These numbers are largely reflected in a new CBS News poll on the subject:

Just over a week after the terrorist attacks in Paris, only 23 percent of Americans think President Barack Obama has a clear plan for dealing with the militant group ISIS, the lowest number yet recorded in the CBS News Poll. Sixty-six percent do not think he has a clear plan – a new high.

Large majorities of Republicans and independents say the President doesn’t have a clear plan, and almost half of Democrats (40 percent) agree. More Democrats (45 percent) say he doesn’t have a plan than say he does.

In considering military options, 50 percent of Americans now favor sending in U.S. ground troops to fight ISIS militants in Iraq and Syria, up four points from August. Support for sending ground troops rose to 57 percent in February in the immediate aftermath of the death of aid worker Kayla Mueller, but then dropped below 50 percent until now.

Two-thirds of Republicans favor using U.S. ground troops to fight ISIS, while about half of Democrats oppose that. Still, support for using ground troops has inched up among Americans across the political spectrum.

Most Americans (63 percent) think ground troops will be necessary to remove the threat from ISIS militants; just one in five thinks the threat from ISIS can be removed using airstrikes alone. Majorities of Republicans (73 percent), Democrats (59 percent), and independents (60 percent) think ground troops will be necessary. Views have changed little over the past year.

As large numbers of Syrians flee the violence in their country, Americans are split on whether the U.S. should allow Syrian refugees into the country. 47 percent say they should be allowed to enter as long as they go through a screening process, but slightly more -50 percent- say they should not be allowed to come to the U.S. at this time.

There is a stark partisan divide on this: 68 percent of Republicans say Syrian refugees should not be allowed into the country at this time, while 63 percent of Democrats think they should be allowed.

Since the evening of November 13th, the American public has been subjected to virtually non-stop coverage of the events in Paris on all three American cable news networks as well as the broadcast news and Internet news coverage. There have also been reports about ISIS threats against New York City and Washington, D.C. In the middle of the week, a soccer match in Germany became international news when it was canceled due to threats of an attack. On Friday, an international hotel in Mali, a nation I think it’s fair to say most Americans are barely aware of, was the subject of a terror attack by a group linked to al Qaeda.

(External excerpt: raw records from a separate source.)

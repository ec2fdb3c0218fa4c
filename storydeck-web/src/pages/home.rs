use crate::api::StorydeckClient;
use crate::components::{ErrorAlert, StoryList};
use crate::models::app_state::AppState;
use crate::models::story_row::StoryRowModel;
use crate::pages::toggle_favorite;
use shared::models::Story;
use uuid::Uuid;
use wasm_bindgen_futures::spawn_local;
use yew::prelude::*;
use yewdux::prelude::use_store;

/// The public front page: every story, in the order the API returned them.
#[function_component(HomePage)]
pub fn home_page() -> Html {
    let (state, dispatch) = use_store::<AppState>();
    let stories = use_state(Vec::<Story>::new);
    let error = use_state(|| None::<String>);

    {
        let stories = stories.clone();
        let error = error.clone();
        use_effect_with((), move |_| {
            spawn_local(async move {
                let client = StorydeckClient::shared();
                match client.get_stories().await {
                    Ok(response) => {
                        stories.set(response.stories);
                        error.set(None);
                    }
                    Err(err) => error.set(Some(err.user_message())),
                }
            });
            || ()
        });
    }

    let on_toggle_star = {
        let stories = stories.clone();
        let dispatch = dispatch.clone();
        let error = error.clone();
        Callback::from(move |story_id: Uuid| {
            if let Some(story) = stories.iter().find(|s| s.story_id == story_id) {
                toggle_favorite(&dispatch, story, &error);
            }
        })
    };

    let rows: Vec<StoryRowModel> = stories
        .iter()
        .map(|story| StoryRowModel::build(story, state.user.as_ref(), false))
        .collect();

    html! {
        <div class="space-y-4">
            <ErrorAlert message={(*error).clone()} />
            <StoryList {rows} {on_toggle_star} empty_message="No stories have been submitted yet." />
        </div>
    }
}
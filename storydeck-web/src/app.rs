use crate::api::StorydeckClient;
use crate::models::app_state::AppState;
use crate::routes::MainRoute;
use crate::session;
use shared::models::{ApiError, UserResponse};
use wasm_bindgen::prelude::*;
use wasm_bindgen_futures::spawn_local;
use yew::suspense::Suspense;
use yew::{Callback, Html, function_component, html, use_effect_with, use_state};
use yew_router::prelude::*;
use yewdux::prelude::use_store;

#[wasm_bindgen]
extern "C" {
    #[wasm_bindgen(js_namespace = console)]
    fn log(s: &str);
}

#[function_component(App)]
pub fn app() -> Html {
    let (_store_state, store_dispatch) = use_store::<AppState>();
    let app_state = use_state(|| None::<AppState>);

    // Restore the session from the local-storage mirror once, on mount.
    {
        let app_state_handle = app_state.clone();
        let store_dispatch_handle = store_dispatch.clone();
        use_effect_with((), move |_| {
            let app_state_handle = app_state_handle.clone();
            spawn_local(async move {
                let client = StorydeckClient::shared();
                let state = match session::load() {
                    Some(credentials) => {
                        client.set_token(Some(credentials.token.clone()));
                        match client.get_user(&credentials.username).await {
                            Ok(UserResponse { user }) => {
                                AppState::logged_in(user, credentials.token)
                            }
                            Err(ApiError::AuthenticationFailed) => {
                                // The mirrored token is stale; forget it.
                                session::clear();
                                client.set_token(None);
                                AppState::logged_out()
                            }
                            Err(err) => {
                                // Keep the mirror so the next load can retry.
                                log(std::format!("session restore failed: {err}").as_str());
                                client.set_token(None);
                                AppState::logged_out()
                            }
                        }
                    }
                    None => AppState::logged_out(),
                };
                app_state_handle.set(Some(state.clone()));
                store_dispatch_handle.set(state);
            });
            || ()
        });
    }

    let logout_callback = {
        let state_setter = app_state.clone();
        let logout_dispatch = store_dispatch.clone();
        Callback::from(move |()| {
            session::clear();
            let client = StorydeckClient::shared();
            client.set_token(None);
            let state = AppState::logged_out();
            state_setter.set(Some(state.clone()));
            logout_dispatch.set(state);
        })
    };

    html! {
        <Suspense fallback={ html!{ <crate::components::loading::Loading/> } }>
            {
                match *app_state {
                    None => html!{ /* Pending session restore */ },
                    Some(_) => html! {
                        <BrowserRouter>
                            <Switch<MainRoute> render={move |route| crate::routes::switch_with_logout(route, logout_callback.clone())} />
                        </BrowserRouter>
                    },
                }
            }
        </Suspense>
    }
}
//! Wire models for the Storydeck API plus the pure helpers the views use.

pub mod errors;
pub mod story;
pub mod timestamp;
pub mod user;
pub mod validation;

pub use errors::{ApiError, ErrorBody};
pub use story::{
    NewStoryPayload, StoriesResponse, Story, StoryResponse, favorite_stories, host_name,
    own_stories,
};
pub use timestamp::Timestamp;
pub use user::{AuthResponse, LoginRequest, SignupRequest, User, UserResponse};
pub use validation::{
    ValidationError, validate_password, validate_required, validate_story_url, validate_username,
};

Yesterday, large parts of Brussels were shut down due to what were claimed to be specific threats of terrorism and there were reports about alleged planned attacks at sports venues in the United States today. Given all of that, it’s not surprising that the American public’s anxiety about terrorism and just how imminent a threat it might actually be is at levels we haven’t seen in quite some time.

Much the same could be said for the fact that yet another poll is showing us that the public remains largely opposed to the Administration’s policy regarding Syrian war refugees. Even before the events in Paris, polling was showing that a majority opposed the plan that was announced in September to increase the number of refugees that would ultimately be accepted into the country. After Paris and the reports that at least one of the people involved in the attack may have gotten into the country with the flood of refugees arriving from Syria, it was inevitable that the debate over the issue would change significantly. At the same time that politicians were lining up to call for a halt to the program, temporary or otherwise, and Congress was voting to impose new limits on the program, initial polling confirmed the idea that public anxiety would increase opposition to refugee admission. These polls confirm that, and one suspects that any other polling we see on this issue in the near future will do so as well.

As we’ve learned since the September 11th attacks, though, logic and public opinion seldom go hand in hand. Much like September 11th itself and many of the subsequent attacks that we’ve seen in intervening years, such as the attacks in London and Madrid, the aborted attack in Times Square in 2010, and the Boston Marathon bombing in 2013, the attacks in Paris and the events that have followed have quite obviously increased public anxiety about terrorism. The fact that this same poll finds that the public also seems to lack confidence in the Obama Administration’s response to the perceived threat posed by ISIS, and doubts about President Obama’s leadership abilities in that area, just increases public anxiety. As time passes, these anxieties will likely diminish unless there are additional attacks and additional threats, in which case this is likely to be an ongoing political issue.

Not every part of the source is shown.